→ **Exercise description**
Give again, word for word, each line from the top of the listing through the line that holds "match (base, overlay)".

Segment Start: Provided data

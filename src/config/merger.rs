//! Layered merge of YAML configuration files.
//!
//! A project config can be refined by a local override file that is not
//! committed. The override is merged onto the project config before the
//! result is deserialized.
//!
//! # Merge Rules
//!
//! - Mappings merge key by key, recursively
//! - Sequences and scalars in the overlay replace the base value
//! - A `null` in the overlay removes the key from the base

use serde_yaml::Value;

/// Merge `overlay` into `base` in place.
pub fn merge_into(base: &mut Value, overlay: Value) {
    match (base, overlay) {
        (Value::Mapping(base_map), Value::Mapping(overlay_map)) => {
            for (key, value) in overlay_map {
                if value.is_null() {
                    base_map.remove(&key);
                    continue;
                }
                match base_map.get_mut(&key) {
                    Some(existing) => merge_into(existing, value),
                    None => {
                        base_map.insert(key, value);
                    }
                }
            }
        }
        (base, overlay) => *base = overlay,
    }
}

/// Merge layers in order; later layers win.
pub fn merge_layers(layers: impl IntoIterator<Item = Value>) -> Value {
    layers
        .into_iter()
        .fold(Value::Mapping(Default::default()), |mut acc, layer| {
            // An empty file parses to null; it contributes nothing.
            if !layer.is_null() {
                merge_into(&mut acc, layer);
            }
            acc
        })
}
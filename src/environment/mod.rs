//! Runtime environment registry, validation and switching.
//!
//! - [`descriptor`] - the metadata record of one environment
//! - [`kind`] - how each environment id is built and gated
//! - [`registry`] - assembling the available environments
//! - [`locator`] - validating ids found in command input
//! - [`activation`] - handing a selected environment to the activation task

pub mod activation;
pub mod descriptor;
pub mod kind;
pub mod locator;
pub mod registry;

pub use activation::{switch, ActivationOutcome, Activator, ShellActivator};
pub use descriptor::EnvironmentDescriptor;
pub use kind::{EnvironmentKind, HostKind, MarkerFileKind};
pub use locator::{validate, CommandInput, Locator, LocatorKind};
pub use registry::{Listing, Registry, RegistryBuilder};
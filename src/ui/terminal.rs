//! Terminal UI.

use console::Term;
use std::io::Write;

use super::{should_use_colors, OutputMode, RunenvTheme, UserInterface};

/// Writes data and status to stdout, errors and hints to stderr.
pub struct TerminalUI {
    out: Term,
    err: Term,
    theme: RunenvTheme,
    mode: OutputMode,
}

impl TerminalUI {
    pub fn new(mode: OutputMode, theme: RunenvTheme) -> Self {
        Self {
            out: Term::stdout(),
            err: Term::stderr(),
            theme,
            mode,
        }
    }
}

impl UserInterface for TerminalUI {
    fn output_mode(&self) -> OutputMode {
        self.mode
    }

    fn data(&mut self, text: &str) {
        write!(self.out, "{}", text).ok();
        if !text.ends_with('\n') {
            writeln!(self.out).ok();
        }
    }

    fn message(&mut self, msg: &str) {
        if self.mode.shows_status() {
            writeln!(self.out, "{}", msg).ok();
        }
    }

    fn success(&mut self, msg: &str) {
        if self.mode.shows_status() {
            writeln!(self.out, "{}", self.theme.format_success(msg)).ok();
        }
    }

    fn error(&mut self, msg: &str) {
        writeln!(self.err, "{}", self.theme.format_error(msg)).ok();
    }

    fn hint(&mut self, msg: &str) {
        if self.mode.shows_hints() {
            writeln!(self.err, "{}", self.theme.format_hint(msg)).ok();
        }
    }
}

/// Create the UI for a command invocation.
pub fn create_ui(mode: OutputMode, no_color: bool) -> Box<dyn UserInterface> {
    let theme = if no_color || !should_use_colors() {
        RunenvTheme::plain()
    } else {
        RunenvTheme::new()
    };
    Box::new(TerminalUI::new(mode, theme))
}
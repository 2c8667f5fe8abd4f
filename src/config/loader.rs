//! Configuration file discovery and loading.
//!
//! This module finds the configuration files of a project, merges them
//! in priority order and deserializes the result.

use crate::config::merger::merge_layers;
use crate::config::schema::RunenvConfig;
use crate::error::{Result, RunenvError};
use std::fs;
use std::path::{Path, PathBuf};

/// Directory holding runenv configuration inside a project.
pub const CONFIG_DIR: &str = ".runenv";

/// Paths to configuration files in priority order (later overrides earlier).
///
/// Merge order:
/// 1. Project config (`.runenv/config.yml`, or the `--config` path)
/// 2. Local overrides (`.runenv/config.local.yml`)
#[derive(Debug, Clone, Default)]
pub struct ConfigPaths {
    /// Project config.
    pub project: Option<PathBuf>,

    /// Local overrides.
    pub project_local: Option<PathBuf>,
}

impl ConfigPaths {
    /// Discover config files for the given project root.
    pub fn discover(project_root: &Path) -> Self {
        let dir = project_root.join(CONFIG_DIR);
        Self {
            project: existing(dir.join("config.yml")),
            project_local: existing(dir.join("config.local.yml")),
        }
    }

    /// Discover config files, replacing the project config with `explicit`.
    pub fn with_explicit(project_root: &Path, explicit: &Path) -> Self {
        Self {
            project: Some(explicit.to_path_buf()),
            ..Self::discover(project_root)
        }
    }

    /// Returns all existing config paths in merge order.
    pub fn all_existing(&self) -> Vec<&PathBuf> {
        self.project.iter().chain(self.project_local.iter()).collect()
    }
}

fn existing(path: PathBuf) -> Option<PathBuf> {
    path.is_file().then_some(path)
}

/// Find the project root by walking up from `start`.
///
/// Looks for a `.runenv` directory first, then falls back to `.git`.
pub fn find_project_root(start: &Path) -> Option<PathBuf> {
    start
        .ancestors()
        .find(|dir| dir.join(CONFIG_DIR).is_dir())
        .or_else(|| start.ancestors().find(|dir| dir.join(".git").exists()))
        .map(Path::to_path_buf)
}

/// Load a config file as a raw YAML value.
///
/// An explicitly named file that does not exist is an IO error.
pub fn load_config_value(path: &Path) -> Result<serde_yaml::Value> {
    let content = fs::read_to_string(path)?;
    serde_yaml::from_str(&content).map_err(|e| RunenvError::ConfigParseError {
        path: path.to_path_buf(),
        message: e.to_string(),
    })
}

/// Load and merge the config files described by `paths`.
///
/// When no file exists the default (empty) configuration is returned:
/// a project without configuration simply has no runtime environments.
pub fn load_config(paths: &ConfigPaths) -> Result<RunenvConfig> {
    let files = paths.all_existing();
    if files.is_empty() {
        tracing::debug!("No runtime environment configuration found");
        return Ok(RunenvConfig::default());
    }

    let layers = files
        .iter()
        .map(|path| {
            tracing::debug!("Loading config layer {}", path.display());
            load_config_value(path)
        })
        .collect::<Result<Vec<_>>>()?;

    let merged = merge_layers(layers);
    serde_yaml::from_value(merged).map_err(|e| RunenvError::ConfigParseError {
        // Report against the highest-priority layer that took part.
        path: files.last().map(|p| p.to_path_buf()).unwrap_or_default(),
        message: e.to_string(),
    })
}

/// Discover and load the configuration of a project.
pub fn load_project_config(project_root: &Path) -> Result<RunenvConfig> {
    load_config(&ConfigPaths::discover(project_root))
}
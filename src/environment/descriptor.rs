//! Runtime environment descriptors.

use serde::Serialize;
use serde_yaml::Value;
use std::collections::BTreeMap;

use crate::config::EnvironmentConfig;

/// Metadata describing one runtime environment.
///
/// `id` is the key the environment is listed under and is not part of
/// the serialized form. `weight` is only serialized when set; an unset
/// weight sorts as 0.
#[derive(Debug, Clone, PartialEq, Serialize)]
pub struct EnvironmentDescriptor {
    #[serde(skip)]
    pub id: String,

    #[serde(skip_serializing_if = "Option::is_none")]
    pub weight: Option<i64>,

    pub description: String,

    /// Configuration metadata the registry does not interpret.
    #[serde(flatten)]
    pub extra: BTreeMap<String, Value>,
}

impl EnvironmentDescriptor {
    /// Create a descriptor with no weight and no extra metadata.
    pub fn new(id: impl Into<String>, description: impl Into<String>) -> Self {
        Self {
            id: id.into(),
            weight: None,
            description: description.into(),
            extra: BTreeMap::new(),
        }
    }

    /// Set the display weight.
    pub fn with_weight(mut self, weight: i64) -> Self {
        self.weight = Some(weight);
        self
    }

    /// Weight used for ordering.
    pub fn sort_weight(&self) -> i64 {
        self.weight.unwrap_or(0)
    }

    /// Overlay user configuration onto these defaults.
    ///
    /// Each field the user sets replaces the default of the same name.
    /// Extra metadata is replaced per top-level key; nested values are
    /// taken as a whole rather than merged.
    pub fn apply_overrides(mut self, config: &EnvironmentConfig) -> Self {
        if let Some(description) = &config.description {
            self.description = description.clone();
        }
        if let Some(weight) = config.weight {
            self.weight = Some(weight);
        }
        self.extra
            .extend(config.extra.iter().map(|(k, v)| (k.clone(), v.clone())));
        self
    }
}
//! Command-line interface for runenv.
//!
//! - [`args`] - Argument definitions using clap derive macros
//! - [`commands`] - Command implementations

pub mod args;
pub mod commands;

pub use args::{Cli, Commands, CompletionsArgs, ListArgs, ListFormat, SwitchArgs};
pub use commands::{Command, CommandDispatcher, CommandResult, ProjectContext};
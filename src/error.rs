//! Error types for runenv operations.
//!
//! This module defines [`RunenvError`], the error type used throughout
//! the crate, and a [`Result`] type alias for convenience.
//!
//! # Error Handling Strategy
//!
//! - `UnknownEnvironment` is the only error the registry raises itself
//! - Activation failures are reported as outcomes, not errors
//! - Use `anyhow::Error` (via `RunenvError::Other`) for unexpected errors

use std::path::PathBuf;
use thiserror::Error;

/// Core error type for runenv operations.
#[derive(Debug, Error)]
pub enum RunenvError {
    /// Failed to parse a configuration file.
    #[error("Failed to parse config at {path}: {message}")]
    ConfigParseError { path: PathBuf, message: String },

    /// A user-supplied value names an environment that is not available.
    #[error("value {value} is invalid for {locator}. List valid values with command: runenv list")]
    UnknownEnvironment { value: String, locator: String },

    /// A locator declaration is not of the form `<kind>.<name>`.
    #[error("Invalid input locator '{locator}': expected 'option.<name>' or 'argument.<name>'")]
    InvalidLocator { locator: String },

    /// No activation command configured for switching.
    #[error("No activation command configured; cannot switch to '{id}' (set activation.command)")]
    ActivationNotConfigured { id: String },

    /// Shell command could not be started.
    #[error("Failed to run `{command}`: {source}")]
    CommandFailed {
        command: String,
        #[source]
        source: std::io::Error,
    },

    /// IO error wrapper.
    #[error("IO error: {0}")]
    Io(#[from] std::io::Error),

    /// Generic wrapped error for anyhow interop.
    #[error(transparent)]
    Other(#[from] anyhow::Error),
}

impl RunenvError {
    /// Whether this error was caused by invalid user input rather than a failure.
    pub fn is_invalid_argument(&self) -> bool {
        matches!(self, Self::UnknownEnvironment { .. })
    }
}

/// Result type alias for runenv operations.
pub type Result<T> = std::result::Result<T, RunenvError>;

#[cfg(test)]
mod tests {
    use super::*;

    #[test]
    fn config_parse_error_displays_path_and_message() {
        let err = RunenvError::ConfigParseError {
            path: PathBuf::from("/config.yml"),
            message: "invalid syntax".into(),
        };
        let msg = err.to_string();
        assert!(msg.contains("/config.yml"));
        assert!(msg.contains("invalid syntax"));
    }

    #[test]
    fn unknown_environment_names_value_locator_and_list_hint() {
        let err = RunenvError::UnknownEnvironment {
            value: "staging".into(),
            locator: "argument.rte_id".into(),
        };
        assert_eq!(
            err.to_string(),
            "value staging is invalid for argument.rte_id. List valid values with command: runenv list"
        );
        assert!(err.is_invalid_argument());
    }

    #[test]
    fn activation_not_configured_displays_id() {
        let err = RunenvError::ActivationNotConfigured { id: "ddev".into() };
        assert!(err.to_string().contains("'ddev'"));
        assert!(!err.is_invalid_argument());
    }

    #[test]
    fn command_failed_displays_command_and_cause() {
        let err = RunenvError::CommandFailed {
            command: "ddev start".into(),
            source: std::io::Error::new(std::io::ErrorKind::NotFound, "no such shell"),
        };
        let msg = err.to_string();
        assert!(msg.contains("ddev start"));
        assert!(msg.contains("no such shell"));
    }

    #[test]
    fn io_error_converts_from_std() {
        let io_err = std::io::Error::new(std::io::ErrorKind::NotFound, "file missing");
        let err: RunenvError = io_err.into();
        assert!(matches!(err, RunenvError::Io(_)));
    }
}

Segment End: Provided data

→ **Answer section**
filename src/config/merger.rs
//! Layered merge of YAML configuration files.
//!
//! A project config can be refined by a local override file that is not
//! committed. The override is merged onto the project config before the
//! result is deserialized.
//!
//! # Merge Rules
//!
//! - Mappings merge key by key, recursively
//! - Sequences and scalars in the overlay replace the base value
//! - A `null` in the overlay removes the key from the base

use serde_yaml::Value;

/// Merge `overlay` into `base` in place.
pub fn merge_into(base: &mut Value, overlay: Value) {
    match (base, overlay) {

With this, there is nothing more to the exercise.